Titel: Bettler 03 - Bettlers Ritt Kostenlos Bücher Online Lesen
Autoren: Nancy Kress
Vom Netzwerk:
Schutzbedürfnis. Jedenfalls waren sie beisammengeblieben und hatten sich versteckt und dann ihr ganzes technisches Wissen darauf verwendet, die Welt glauben zu machen, daß sie sich anderswo versteckten – offenbar als weitere Schutzmaßnahme.
    Und wenn es stimmte, was Theresa behauptete, dann hatte nichts davon geholfen. Sie waren den Hassern dennoch nicht entkommen.

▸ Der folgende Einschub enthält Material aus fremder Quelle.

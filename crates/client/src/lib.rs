//! Browser wallet client.
//!
//! Connects a host application to an injected Ethereum wallet provider and
//! keeps the observed account and network current by polling, since
//! injected providers push no change events. On top of the connection it
//! offers verified message signing (EIP-191 and EIP-712), independent
//! signature verification, native and ERC-20 balance queries, and
//! gas-preflighted transaction submission.
//!
//! The provider abstraction lives in [`w3_provider`]; this crate never
//! trusts it: signatures are recovered and compared locally, and
//! transactions are only submitted once the sender provably affords
//! worst-case gas.

#![cfg_attr(docsrs, feature(doc_cfg, doc_auto_cfg))]

mod client;
mod config;
mod connection;
mod error;
mod networks;
mod sign;
mod transact;
mod units;
mod verify;

pub use client::{BalanceUnit, WalletClient};
pub use config::{
    ConnectionConfig, ConnectionHandlers, ConnectionOptions, DEFAULT_ALLOWED_NETWORKS,
    DEFAULT_POLL_INTERVAL,
};
pub use connection::{Account, ConnectionPhase, PollOutcome, WalletConnection};
pub use error::{ClientError, Stage};
pub use networks::{
    explorer_url, network_consensus, network_data, network_name, Consensus, ExplorerKind,
    NetworkData,
};
pub use sign::SignedMessage;
pub use transact::TxHandlers;
pub use units::{from_decimal, to_decimal};
pub use verify::{
    personal_message_hash, verify_personal_signature, verify_typed_data_signature,
    TypedDataVerification, Verification,
};

pub use alloy_dyn_abi::TypedData;
pub use w3_provider::{
    ProviderError, TransactionInput, TransactionReceipt, TransactionRequest, TxProgress,
    WalletProvider,
};
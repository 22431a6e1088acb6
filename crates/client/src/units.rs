//! Lossless decimal rendering of token amounts.
//!
//! Token balances live in base units (wei for ETH) and routinely exceed
//! what a float can represent exactly, so both directions work on decimal
//! digit strings instead.

use crate::error::ClientError;
use alloy_primitives::U256;

/// Renders a base-unit amount as a decimal string scaled down by
/// `decimals`, with trailing fractional zeros (and the point itself, when
/// nothing remains behind it) stripped.
pub fn to_decimal(amount: U256, decimals: u8) -> String {
    let digits = amount.to_string();
    let decimals = decimals as usize;
    // Pad so at least one digit sits left of the point.
    let padded = if digits.len() > decimals {
        digits
    } else {
        format!("{digits:0>width$}", width = decimals + 1)
    };
    let (whole, frac) = padded.split_at(padded.len() - decimals);
    let frac = frac.trim_end_matches('0');
    if frac.is_empty() {
        whole.to_string()
    } else {
        format!("{whole}.{frac}")
    }
}

/// Parses a decimal amount string into base units scaled up by `decimals`.
///
/// The fractional part must fit in `decimals` digits; base units are
/// indivisible, so excess precision is an error rather than a rounding.
pub fn from_decimal(value: &str, decimals: u8) -> Result<U256, ClientError> {
    let invalid = || ClientError::InvalidDecimal(value.to_string());
    let decimals = decimals as usize;

    let (whole, frac) = match value.split_once('.') {
        Some(parts) => parts,
        None => (value, ""),
    };
    if whole.is_empty() && frac.is_empty() {
        return Err(invalid());
    }
    let all_digits = |s: &str| s.bytes().all(|b| b.is_ascii_digit());
    if !all_digits(whole) || !all_digits(frac) || frac.len() > decimals {
        return Err(invalid());
    }

    let mut digits = String::with_capacity(whole.len() + decimals);
    digits.push_str(whole);
    digits.push_str(frac);
    digits.extend(std::iter::repeat('0').take(decimals - frac.len()));

    let digits = digits.trim_start_matches('0');
    if digits.is_empty() {
        return Ok(U256::ZERO);
    }
    U256::from_str_radix(digits, 10).map_err(|_| invalid())
}

#[cfg(test)]
mod tests {
    use super::*;

    #[test]
    fn renders_amounts_smaller_than_one() {
        assert_eq!(to_decimal(U256::from(2_200_000u64), 18), "0.0000000000022");
        assert_eq!(to_decimal(U256::from(1u64), 18), "0.000000000000000001");
    }

    #[test]
    fn renders_whole_amounts_without_a_point() {
        assert_eq!(to_decimal(U256::from(10u64).pow(U256::from(18u64)), 18), "1");
        assert_eq!(to_decimal(U256::ZERO, 18), "0");
        assert_eq!(to_decimal(U256::from(42u64), 0), "42");
    }

    #[test]
    fn strips_trailing_fractional_zeros() {
        assert_eq!(to_decimal(U256::from(1_500_000_000_000_000_000u64), 18), "1.5");
        assert_eq!(to_decimal(U256::from(1_234_500u64), 6), "1.2345");
    }

    #[test]
    fn parses_decimal_amounts() {
        assert_eq!(
            from_decimal("1.5", 18).unwrap(),
            U256::from(1_500_000_000_000_000_000u64)
        );
        assert_eq!(from_decimal("0.0000000000022", 18).unwrap(), U256::from(2_200_000u64));
        assert_eq!(from_decimal("42", 0).unwrap(), U256::from(42u64));
        assert_eq!(from_decimal("0", 18).unwrap(), U256::ZERO);
        assert_eq!(from_decimal(".5", 1).unwrap(), U256::from(5u64));
    }

    #[test]
    fn round_trips_through_base_units() {
        for text in ["1", "0.1", "123.456", "0.000000000000000001"] {
            let base = from_decimal(text, 18).unwrap();
            assert_eq!(to_decimal(base, 18), text);
        }
    }

    #[test]
    fn rejects_excess_precision() {
        let err = from_decimal("1.2345678", 6).unwrap_err();
        assert!(matches!(err, ClientError::InvalidDecimal(_)), "{err:?}");
    }

    #[test]
    fn rejects_malformed_input() {
        for bad in ["", ".", "1.2.3", "1,5", "-1", "1e18", "abc"] {
            let err = from_decimal(bad, 18).unwrap_err();
            assert!(matches!(err, ClientError::InvalidDecimal(_)), "{bad}: {err:?}");
        }
    }
}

    Die Baumwipfel unten tanzten in einer plötzlichen Brise. Am äußersten Rand der Terrasse, wo er stand, konnte Jackson die Blätter rascheln hören und ihre kühle Feuchtigkeit riechen. Im Südosten, direkt unter dem Mond, stand ein heller Planet am Himmel. Vermutlich Jupiter. Oder ein Holo von Jupiter, einstimmig beschlossen vom Wetterkomitee der Enklave. Wie wär’s, wenn wir in diesem Monat der Kuppelprogrammierung einen Planeten hinzufügen? Die Kinder können lernen, die Himmelskunde-Software zu benutzen!

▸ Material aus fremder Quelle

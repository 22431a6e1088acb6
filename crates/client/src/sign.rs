//! Off-chain signing operations.
//!
//! Signing goes through the provider's raw JSON-RPC channel
//! (`personal_sign`, `eth_signTypedData_v4`) because injected providers do
//! not expose typed bindings for these methods. The returned signature is
//! never trusted as-is: the signer is recovered locally and compared
//! against the requesting account, and the message hash embedded in the
//! envelope is recomputed locally as well.

use crate::{
    error::{ClientError, Stage},
    verify,
};
use alloy_dyn_abi::TypedData;
use alloy_primitives::{eip191_hash_message, hex, Address, Signature, B256, U256};
use serde_json::json;
use std::str::FromStr;
use w3_provider::{ProviderError, WalletProvider};

/// A verified signature envelope.
///
/// `message_hash` is computed locally from the signed input (EIP-191 digest
/// for personal messages, EIP-712 signing hash for typed data) and is the
/// binding contract consumers rely on instead of trusting the wallet.
#[derive(Debug, Clone, Copy, PartialEq, Eq)]
pub struct SignedMessage {
    /// The account the signature was requested for and verified against.
    pub from: Address,
    pub signature: Signature,
    pub message_hash: B256,
}

impl SignedMessage {
    /// The `r` component of the signature.
    pub fn r(&self) -> U256 {
        self.signature.r()
    }

    /// The `s` component of the signature.
    pub fn s(&self) -> U256 {
        self.signature.s()
    }

    /// The recovery id in 'Electrum' notation (27 or 28).
    pub fn v(&self) -> u64 {
        27 + self.signature.v() as u64
    }

    /// The 65-byte `r || s || v` encoding.
    pub fn as_bytes(&self) -> [u8; 65] {
        self.signature.as_bytes()
    }
}

pub(crate) async fn sign_personal(
    provider: &dyn WalletProvider,
    from: Address,
    message: &str,
) -> Result<SignedMessage, ClientError> {
    let data = hex::encode_prefixed(message.as_bytes());
    let response = provider
        .raw_request("personal_sign", json!([data, from]), from)
        .await
        .map_err(|e| ClientError::rpc(Stage::Signing, e))?;
    let signature = parse_signature(&response)?;

    let recovered = verify::recover_personal(message.as_bytes(), &signature)?;
    if recovered != from {
        return Err(ClientError::SignatureMismatch { claimed: from, recovered });
    }
    Ok(SignedMessage { from, signature, message_hash: eip191_hash_message(message) })
}

pub(crate) async fn sign_typed_data(
    provider: &dyn WalletProvider,
    from: Address,
    payload: &TypedData,
) -> Result<SignedMessage, ClientError> {
    // Hash before the wallet round trip; an unhashable payload is a caller
    // error, not a provider error.
    let message_hash = payload.eip712_signing_hash()?;

    let response = provider
        .raw_request("eth_signTypedData_v4", json!([from, payload]), from)
        .await
        .map_err(|e| ClientError::rpc(Stage::Signing, e))?;
    let signature = parse_signature(&response)?;

    let recovered = signature.recover_address_from_prehash(&message_hash)?;
    if recovered != from {
        return Err(ClientError::SignatureMismatch { claimed: from, recovered });
    }
    Ok(SignedMessage { from, signature, message_hash })
}

fn parse_signature(response: &serde_json::Value) -> Result<Signature, ClientError> {
    let hex_signature = response.as_str().ok_or_else(|| {
        ClientError::rpc(
            Stage::Signing,
            ProviderError::invalid_response("expected a hex signature string"),
        )
    })?;
    Ok(Signature::from_str(hex_signature)?)
}
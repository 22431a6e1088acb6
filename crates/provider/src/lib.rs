//! Abstraction over an injected Ethereum wallet provider.
//!
//! A [`WalletProvider`] is the object a host environment (a browser
//! extension, an embedded wallet, a test harness) hands to the client: it
//! exposes the account list, the network id, fee estimation, transaction
//! submission and a raw JSON-RPC escape hatch for signing methods that have
//! no typed binding ([EIP-1193](https://eips.ethereum.org/EIPS/eip-1193)
//! style). The provider is treated as an untrusted collaborator: everything
//! it returns is re-verified by the client crate.

#![cfg_attr(docsrs, feature(doc_cfg, doc_auto_cfg))]

mod error;
mod types;

pub use error::ProviderError;
pub use types::{TransactionReceipt, TxProgress};

use alloy_primitives::{Address, Bytes, U256};
use async_trait::async_trait;
use futures::stream::BoxStream;

/// Re-exported pending-call type. A call is described with the standard
/// Ethereum RPC transaction request object.
pub use alloy_rpc_types_eth::{TransactionInput, TransactionRequest};

/// An injected wallet provider.
///
/// All methods are fallible round trips to the wallet's RPC channel. The
/// trait is object safe so a connection can hold it as
/// `Arc<dyn WalletProvider>`.
#[async_trait]
pub trait WalletProvider: Send + Sync {
    /// Returns the integer chain id of the network the wallet is on.
    async fn network_id(&self) -> Result<u64, ProviderError>;

    /// Returns the accounts the wallet currently exposes. An empty list
    /// means no account is unlocked.
    async fn accounts(&self) -> Result<Vec<Address>, ProviderError>;

    /// Returns the current gas price in wei.
    async fn gas_price(&self) -> Result<u128, ProviderError>;

    /// Estimates the gas cost of `call`. The request carries the sender in
    /// its `from` field; a failed estimate implies the call would revert.
    async fn estimate_gas(&self, call: &TransactionRequest) -> Result<u64, ProviderError>;

    /// Returns the balance of `address` in wei.
    async fn balance(&self, address: Address) -> Result<U256, ProviderError>;

    /// Executes a read-only contract call and returns the raw return data.
    async fn call(&self, call: &TransactionRequest) -> Result<Bytes, ProviderError>;

    /// Submits a transaction. The request must carry `from`, `gas_price`
    /// and `gas`. Progress is reported as a stream of [`TxProgress`]
    /// events: a hash, then a receipt, then zero or more confirmations, or
    /// a terminal failure.
    async fn send_transaction(
        &self,
        call: TransactionRequest,
    ) -> Result<BoxStream<'static, TxProgress>, ProviderError>;

    /// Performs a raw JSON-RPC request for methods without a typed binding
    /// (`personal_sign`, `eth_signTypedData_v4`). `from` identifies the
    /// account the request acts on behalf of.
    async fn raw_request(
        &self,
        method: &str,
        params: serde_json::Value,
        from: Address,
    ) -> Result<serde_json::Value, ProviderError>;
}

    Jackson sah wieder die Ausdrucke der nicht umgestellten Nutzer-Kinder an der Wand von Theresas Arbeitszimmer vor sich. Wie sie aufgedunsen und in Fäulnis dahinstarben – mangels Hygiene, die kein Mensch mehr für nötig hielt, mangels Umstellungs- Spritzen oder mangels medizinischer Betreuung.

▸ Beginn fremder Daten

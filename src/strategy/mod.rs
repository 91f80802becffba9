//! Caching strategies keyed by request class.
//!
//! | class        | strategy               | generation |
//! |--------------|------------------------|------------|
//! | static asset | cache first            | static     |
//! | api          | network first          | dynamic    |
//! | other        | stale while revalidate | dynamic    |

mod cache_first;
mod network_first;
mod selector;
mod stale_while_revalidate;

use color_eyre::Result;
use tokio::task::JoinHandle;

pub use cache_first::cache_first;
pub use network_first::network_first;
pub use selector::Selector;
pub use stale_while_revalidate::stale_while_revalidate;

use crate::context::Context;
use crate::http::{Request, Response};

/// Request class produced by the selector.
#[derive(Debug, Clone, Copy, PartialEq, Eq)]
pub enum RequestClass {
  StaticAsset,
  Api,
  Other,
}

/// Indicates where a response came from.
#[derive(Debug, Clone, Copy, PartialEq, Eq)]
pub enum ResponseSource {
  /// Fresh from the network
  Network,
  /// Served from a cache generation
  Cache,
  /// Network failed on a navigation; cached index document served instead
  IndexFallback,
  /// Network and cache both failed; synthetic 503
  Offline,
}

/// Background cache refresh started by stale-while-revalidate.
///
/// Dropping the handle detaches the task; it is never cancelled.
pub type Revalidation = JoinHandle<Result<Response>>;

/// Result of running a strategy.
#[derive(Debug)]
pub struct FetchOutcome {
  pub response: Response,
  pub source: ResponseSource,
  pub revalidation: Option<Revalidation>,
}

impl FetchOutcome {
  pub fn new(response: Response, source: ResponseSource) -> Self {
    Self {
      response,
      source,
      revalidation: None,
    }
  }
}

/// Run the strategy for `class`.
pub async fn respond(ctx: &Context, class: RequestClass, request: Request) -> Result<FetchOutcome> {
  match class {
    RequestClass::StaticAsset => cache_first(ctx, request).await,
    RequestClass::Api => network_first(ctx, request).await,
    RequestClass::Other => stale_while_revalidate(ctx, request).await,
  }
}
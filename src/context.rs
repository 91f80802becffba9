use color_eyre::Result;
use std::sync::Arc;

use crate::cache::{CacheStorage, RequestKey};
use crate::config::Config;
use crate::network::Network;

/// Worker-scoped state shared by every event task.
///
/// Cloning is cheap; all fields are reference counted. The cache store is
/// only ever mutated through `storage`.
#[derive(Clone)]
pub struct Context {
  pub config: Arc<Config>,
  pub storage: Arc<dyn CacheStorage>,
  pub network: Arc<dyn Network>,
}

impl Context {
  pub fn new(config: Config, storage: Arc<dyn CacheStorage>, network: Arc<dyn Network>) -> Self {
    Self {
      config: Arc::new(config),
      storage,
      network,
    }
  }

  /// The same context addressing another version's cache generations.
  pub fn for_version(&self, version: &str) -> Self {
    let mut config = (*self.config).clone();
    config.version = version.to_string();

    Self {
      config: Arc::new(config),
      storage: Arc::clone(&self.storage),
      network: Arc::clone(&self.network),
    }
  }

  /// Cache key for a GET of a root-relative path on the app origin.
  pub fn key_for_path(&self, path: &str) -> Result<RequestKey> {
    Ok(RequestKey::for_url(&self.config.url_for(path)?))
  }
}
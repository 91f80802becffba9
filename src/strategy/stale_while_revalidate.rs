use color_eyre::{eyre::eyre, Result};
use tracing::{debug, warn};

use super::{FetchOutcome, ResponseSource};
use crate::cache::RequestKey;
use crate::context::Context;
use crate::http::{Request, Response};

/// Stale-while-revalidate strategy for everything that is neither shell nor API.
///
/// The cached copy (if any) is returned without waiting on the network. The
/// refresh runs as a detached task whose only effect is a cache write.
pub async fn stale_while_revalidate(ctx: &Context, request: Request) -> Result<FetchOutcome> {
  let generation = ctx.config.dynamic_generation();
  let key = RequestKey::for_request(&request)
    .ok_or_else(|| eyre!("{} {} is not cacheable", request.method, request.url))?;

  let cached = ctx.storage.match_request(generation.name(), &key)?;

  let url = key.url().to_string();
  let refresh = tokio::spawn(revalidate(ctx.clone(), key, request));

  match cached {
    Some(cached) => {
      debug!(url = %url, "Serving stale, revalidating");
      Ok(FetchOutcome {
        response: cached.response,
        source: ResponseSource::Cache,
        revalidation: Some(refresh),
      })
    }
    None => {
      let response = refresh
        .await
        .map_err(|e| eyre!("Revalidation task failed: {}", e))??;
      Ok(FetchOutcome::new(response, ResponseSource::Network))
    }
  }
}

async fn revalidate(ctx: Context, key: RequestKey, request: Request) -> Result<Response> {
  let generation = ctx.config.dynamic_generation();

  let response = match ctx.network.fetch(request).await {
    Ok(response) => response,
    Err(err) => {
      warn!(url = %key.url(), error = %err, "Network error");
      return Err(err.into());
    }
  };

  if response.is_ok() {
    if let Err(err) = ctx.storage.put(generation.name(), &key, &response) {
      warn!(url = %key.url(), error = %err, "Failed to store revalidated response");
      return Err(err);
    }
  }

  Ok(response)
}
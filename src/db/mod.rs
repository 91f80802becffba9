pub mod schema;

use color_eyre::{eyre::eyre, Result};
use rusqlite::Connection;
use std::path::{Path, PathBuf};
use std::sync::{Mutex, MutexGuard};

/// Database connection wrapper shared by the cache store and the sync queue.
pub struct Database {
  conn: Mutex<Connection>,
}

impl Database {
  /// Open or create the database at `path`, or at the default location.
  pub fn open(path: Option<&Path>) -> Result<Self> {
    let path = match path {
      Some(p) => p.to_path_buf(),
      None => Self::default_path()?,
    };

    // Ensure parent directory exists
    if let Some(parent) = path.parent() {
      std::fs::create_dir_all(parent)
        .map_err(|e| eyre!("Failed to create database directory: {}", e))?;
    }

    let conn = Connection::open(&path)
      .map_err(|e| eyre!("Failed to open database at {}: {}", path.display(), e))?;

    Self::with_connection(conn)
  }

  /// Open a private in-memory database.
  pub fn open_in_memory() -> Result<Self> {
    let conn =
      Connection::open_in_memory().map_err(|e| eyre!("Failed to open in-memory database: {}", e))?;

    Self::with_connection(conn)
  }

  fn with_connection(conn: Connection) -> Result<Self> {
    let db = Self {
      conn: Mutex::new(conn),
    };
    db.run_migrations()?;

    Ok(db)
  }

  /// Get the default database path
  fn default_path() -> Result<PathBuf> {
    let data_dir = dirs::data_dir()
      .or_else(|| dirs::home_dir().map(|p| p.join(".local/share")))
      .ok_or_else(|| eyre!("Could not determine data directory"))?;

    Ok(data_dir.join("offline-worker").join("cache.db"))
  }

  /// Run database migrations
  fn run_migrations(&self) -> Result<()> {
    self
      .lock()?
      .execute_batch(schema::SCHEMA)
      .map_err(|e| eyre!("Failed to run migrations: {}", e))?;
    Ok(())
  }

  /// Lock the connection. Every write goes through this lock, which is what
  /// serializes concurrent puts to the same key.
  pub fn lock(&self) -> Result<MutexGuard<'_, Connection>> {
    self.conn.lock().map_err(|e| eyre!("Lock poisoned: {}", e))
  }
}

/// Parse a datetime string from SQLite format.
pub fn parse_datetime(s: &str) -> Result<chrono::DateTime<chrono::Utc>> {
  // SQLite stores as "YYYY-MM-DD HH:MM:SS"
  chrono::NaiveDateTime::parse_from_str(s, "%Y-%m-%d %H:%M:%S")
    .map(|dt| dt.and_utc())
    .map_err(|e| eyre!("Failed to parse datetime '{}': {}", s, e))
}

    Und jetzt würde es nie mehr weitere Umstellungs- Spritzen geben. Die Menschen würden – einzeln oder in Gruppen oder in Gestalt ganzer Regierungen – endlose Botschaften oder sogar Expeditionen nach Selene schicken, und es würde nichts nützen. Wenn die SuperS nicht irgendwo ein riesiges Vorratslager an Spritzen für eine posthume Entdeckung zurückgelassen hatten, dann würde es für die soeben geborene Generation keine Umstellung mehr geben. Und für die nächste. Und die übernächste. Nicht einmal für Macher-Kinder mit Himmelskunde-Software. Die Nanotechnik dahinter ging einfach über jegliches Begriffsvermögen der normalen Menschheit hinaus – selbst über das einer GenMod-Menschheit. Man konnte nicht an die industrielle Revolution herangehen, wenn man gerade erst das Rad erfunden hatte.
    Jackson stützte die Hände auf das Terrassengeländer und beugte sich vor. Von der Straße vier Stockwerke weiter unten stieg das leise Lachen einer Frau herauf, gefolgt vom weichen Tenor eines Mannes. Jackson sah keinen von beiden. Die Luft roch nach Minze und frisch gemähtem Gras und Rosen.
    Paradies hatte Theresa einst, in ihrer religiösen Phase, den Central Park genannt. Da war sie zwölf gewesen und wollte Nonne werden.
    Paradies. Für wie lange?
    Wahrscheinlich gab es da und dort noch gehortete Spritzen, in den Familien, in den Enklaven – eine, zwei hier, ein paar weitere dort. Damit konnte man die Neugeborenen umstellen, – heimlich, noch bevor ein Außenseiter erfuhr, daß die Spritzen existierten, und sie stehlen konnte. Doch sobald die gehorteten Spritzen verbraucht waren, würde die Geburtenrate noch weiter als bisher fallen, wenn potentielle Eltern es sich aus der Sicherheit ihrer umgestellten Existenz heraus zweimal überlegten, Kinder in die Welt zu setzen, die ungewohnte Nahrungsbedürfnisse hatten und krank werden konnten. Schließlich und endlich würden die Menschen ihre Kinder dennoch bekommen – das taten Menschen wohl immer. Dann würde die Medizin aus ihrem Koma der fieberhaften Lustdrogenforschung zu neuem Leben erwachen, und die Macher würden wie immer zurechtkommen hinter ihren Y-Schilden, die mit jedem Jahr vergrößert werden müßten – in dem Ausmaß, als das Bedürfnis nach Ackerland, nach Molkereien, nach SoySynth-Fabriken wuchs. Und die Schilde mußten noch widerstandsfähiger werden. Aber die Enklaven würden sich anpassen. Sie verfügten über alle Techniken dafür. Dort würde es keine Vertreibung aus dem Paradies geben.
    Und die Nutzer? Die Frage, was dort geschehen würde, stellte sich gar nicht – es geschah bereits. Hunger, Krankheit, Krieg, Tod. Und schließlich würden sie wieder die grundlegenden Fähigkeiten zum Überleben erlernen. Oder auch nicht, falls sich das Neuropharm ausbreitete, das die Akzeptanz von Neuartigem, Fremden, verhinderte. Dann würden sie einfach an ihren alten Gewohnheiten festhalten, die auf umgestellte Organismen ausgerichtet waren, über die die neue Generation nicht verfügte. Und die Macher, immer noch verbittert über die Umstellungs -Kriege und sich der Tatsache nur allzu bewußt, daß die Nutzer bereits seit mindestens drei Generationen keinerlei wirtschaftliche Notwendigkeit mehr darstellten, würden gar nichts tun.